WHAT THE EXERCISE ASKS
Please retype only the lines below that run from the one containing "Gf16::new(u16::from_le_bytes([buf[i], buf[i +" through the last line, both included, without altering a word.

RECORDS FOR THIS EXERCISE START

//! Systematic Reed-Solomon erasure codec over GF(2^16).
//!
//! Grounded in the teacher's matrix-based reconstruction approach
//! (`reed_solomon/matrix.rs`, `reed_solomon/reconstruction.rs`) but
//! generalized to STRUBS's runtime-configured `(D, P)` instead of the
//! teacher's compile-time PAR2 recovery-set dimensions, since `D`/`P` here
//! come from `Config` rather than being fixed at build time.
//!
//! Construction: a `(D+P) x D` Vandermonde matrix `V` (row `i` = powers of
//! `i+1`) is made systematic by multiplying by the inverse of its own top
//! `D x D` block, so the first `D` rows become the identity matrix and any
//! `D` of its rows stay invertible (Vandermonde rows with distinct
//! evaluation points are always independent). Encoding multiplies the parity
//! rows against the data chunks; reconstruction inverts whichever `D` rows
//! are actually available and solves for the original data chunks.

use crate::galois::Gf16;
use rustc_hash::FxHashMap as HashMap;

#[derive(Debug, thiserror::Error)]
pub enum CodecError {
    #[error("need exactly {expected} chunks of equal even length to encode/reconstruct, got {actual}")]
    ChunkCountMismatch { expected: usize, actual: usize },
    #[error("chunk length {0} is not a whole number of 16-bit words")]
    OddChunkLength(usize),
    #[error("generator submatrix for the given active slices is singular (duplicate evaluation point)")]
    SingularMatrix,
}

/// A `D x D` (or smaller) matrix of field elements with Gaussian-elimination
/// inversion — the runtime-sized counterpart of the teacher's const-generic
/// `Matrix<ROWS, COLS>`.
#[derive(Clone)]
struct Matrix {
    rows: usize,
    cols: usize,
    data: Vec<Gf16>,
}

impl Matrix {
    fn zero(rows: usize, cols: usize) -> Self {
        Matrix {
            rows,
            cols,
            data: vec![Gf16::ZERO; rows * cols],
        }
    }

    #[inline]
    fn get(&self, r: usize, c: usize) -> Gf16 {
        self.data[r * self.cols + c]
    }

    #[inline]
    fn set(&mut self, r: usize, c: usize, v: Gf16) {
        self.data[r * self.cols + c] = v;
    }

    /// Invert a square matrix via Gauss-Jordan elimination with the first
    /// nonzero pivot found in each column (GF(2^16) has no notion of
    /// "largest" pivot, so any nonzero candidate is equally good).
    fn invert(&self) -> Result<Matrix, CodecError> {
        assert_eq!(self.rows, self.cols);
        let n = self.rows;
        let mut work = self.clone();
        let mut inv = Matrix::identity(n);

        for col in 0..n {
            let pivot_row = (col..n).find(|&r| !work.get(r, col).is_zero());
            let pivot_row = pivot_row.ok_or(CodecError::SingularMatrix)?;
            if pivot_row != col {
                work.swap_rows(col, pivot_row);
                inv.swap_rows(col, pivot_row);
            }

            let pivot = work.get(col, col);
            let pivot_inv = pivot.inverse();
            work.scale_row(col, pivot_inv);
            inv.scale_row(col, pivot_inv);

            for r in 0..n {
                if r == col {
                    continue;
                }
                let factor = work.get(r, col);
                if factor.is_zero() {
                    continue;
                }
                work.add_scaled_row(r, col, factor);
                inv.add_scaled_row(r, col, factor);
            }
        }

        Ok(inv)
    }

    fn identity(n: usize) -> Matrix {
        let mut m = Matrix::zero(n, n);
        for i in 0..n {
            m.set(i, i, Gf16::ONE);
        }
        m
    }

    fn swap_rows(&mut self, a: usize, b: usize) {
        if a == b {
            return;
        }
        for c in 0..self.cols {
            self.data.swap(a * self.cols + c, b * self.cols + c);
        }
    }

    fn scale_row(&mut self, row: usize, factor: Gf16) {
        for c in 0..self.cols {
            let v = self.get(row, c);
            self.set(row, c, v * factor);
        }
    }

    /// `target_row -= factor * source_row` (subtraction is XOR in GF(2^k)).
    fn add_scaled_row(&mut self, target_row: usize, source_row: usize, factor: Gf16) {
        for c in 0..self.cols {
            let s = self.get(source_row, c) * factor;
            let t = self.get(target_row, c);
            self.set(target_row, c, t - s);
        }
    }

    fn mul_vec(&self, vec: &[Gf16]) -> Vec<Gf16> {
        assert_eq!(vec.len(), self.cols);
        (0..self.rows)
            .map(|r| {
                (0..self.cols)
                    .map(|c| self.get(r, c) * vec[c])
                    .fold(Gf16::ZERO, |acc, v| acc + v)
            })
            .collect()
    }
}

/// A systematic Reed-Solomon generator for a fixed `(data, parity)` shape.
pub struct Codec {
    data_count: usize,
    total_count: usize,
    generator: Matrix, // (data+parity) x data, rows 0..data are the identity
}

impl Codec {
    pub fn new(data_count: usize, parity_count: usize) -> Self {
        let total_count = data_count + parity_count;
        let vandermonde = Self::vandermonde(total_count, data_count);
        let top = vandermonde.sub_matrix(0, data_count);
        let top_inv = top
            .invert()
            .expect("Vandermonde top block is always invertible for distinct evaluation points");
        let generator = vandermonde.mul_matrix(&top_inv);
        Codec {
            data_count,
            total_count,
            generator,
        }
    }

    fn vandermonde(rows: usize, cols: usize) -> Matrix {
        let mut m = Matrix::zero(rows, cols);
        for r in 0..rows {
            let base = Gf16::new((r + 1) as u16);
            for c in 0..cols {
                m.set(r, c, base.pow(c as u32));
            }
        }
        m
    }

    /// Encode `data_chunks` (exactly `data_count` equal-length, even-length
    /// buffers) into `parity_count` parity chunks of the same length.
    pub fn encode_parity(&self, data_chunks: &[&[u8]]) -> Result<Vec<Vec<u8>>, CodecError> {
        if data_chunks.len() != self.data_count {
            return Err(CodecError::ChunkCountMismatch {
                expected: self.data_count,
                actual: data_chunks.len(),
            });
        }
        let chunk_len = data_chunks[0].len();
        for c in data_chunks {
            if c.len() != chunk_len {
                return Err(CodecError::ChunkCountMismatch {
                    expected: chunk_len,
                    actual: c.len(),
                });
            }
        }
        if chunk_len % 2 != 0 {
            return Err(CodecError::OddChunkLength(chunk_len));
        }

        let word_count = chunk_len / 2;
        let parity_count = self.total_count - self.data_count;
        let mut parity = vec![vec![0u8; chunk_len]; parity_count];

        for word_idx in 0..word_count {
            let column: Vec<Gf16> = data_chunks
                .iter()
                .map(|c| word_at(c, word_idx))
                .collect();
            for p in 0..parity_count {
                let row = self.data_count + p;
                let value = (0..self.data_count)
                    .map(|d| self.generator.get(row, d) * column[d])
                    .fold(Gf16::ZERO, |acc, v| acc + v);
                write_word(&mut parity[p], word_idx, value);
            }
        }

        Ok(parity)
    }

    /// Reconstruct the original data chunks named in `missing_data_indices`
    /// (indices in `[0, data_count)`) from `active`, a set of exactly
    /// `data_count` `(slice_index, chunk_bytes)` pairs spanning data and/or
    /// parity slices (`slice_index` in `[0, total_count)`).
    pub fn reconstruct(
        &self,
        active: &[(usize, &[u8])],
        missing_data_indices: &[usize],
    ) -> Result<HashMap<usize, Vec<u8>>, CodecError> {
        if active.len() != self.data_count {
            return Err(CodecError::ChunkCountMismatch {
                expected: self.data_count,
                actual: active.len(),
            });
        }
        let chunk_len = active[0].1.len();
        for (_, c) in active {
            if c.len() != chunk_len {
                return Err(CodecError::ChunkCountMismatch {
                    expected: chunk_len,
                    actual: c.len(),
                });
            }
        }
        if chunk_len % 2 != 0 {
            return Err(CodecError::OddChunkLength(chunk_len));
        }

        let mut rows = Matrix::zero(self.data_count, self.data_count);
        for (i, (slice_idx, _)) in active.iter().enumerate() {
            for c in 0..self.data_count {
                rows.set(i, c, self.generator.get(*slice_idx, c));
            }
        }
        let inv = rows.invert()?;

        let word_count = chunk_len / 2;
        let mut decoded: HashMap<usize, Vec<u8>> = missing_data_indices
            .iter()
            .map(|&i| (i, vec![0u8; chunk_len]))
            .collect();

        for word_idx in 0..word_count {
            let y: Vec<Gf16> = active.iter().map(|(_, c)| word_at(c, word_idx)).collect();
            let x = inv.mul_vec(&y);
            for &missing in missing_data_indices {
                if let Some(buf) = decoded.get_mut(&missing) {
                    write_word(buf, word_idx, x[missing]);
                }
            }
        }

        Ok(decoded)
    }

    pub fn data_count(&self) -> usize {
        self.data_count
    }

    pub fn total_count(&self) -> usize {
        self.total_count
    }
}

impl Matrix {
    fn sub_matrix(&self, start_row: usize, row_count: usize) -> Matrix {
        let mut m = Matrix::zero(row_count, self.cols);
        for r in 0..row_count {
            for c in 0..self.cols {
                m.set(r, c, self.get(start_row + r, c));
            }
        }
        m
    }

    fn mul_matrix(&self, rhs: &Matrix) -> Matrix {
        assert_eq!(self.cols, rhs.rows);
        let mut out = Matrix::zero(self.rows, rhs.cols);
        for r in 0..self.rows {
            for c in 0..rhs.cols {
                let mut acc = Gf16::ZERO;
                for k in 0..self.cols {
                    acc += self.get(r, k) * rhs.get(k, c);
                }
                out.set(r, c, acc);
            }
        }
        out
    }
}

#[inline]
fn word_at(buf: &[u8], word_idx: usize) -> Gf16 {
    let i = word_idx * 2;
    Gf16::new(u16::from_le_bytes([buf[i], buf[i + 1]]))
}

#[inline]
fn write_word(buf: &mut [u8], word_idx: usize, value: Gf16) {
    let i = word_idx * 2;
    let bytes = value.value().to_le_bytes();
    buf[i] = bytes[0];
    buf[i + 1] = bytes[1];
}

RECORDS FOR THIS EXERCISE END

ANSWER SPACE
    Gf16::new(u16::from_le_bytes([buf[i], buf[i + 1]]))
}

#[inline]
fn write_word(buf: &mut [u8], word_idx: usize, value: Gf16) {
    let i = word_idx * 2;
    let bytes = value.value().to_le_bytes();
    buf[i] = bytes[0];
    buf[i + 1] = bytes[1];
}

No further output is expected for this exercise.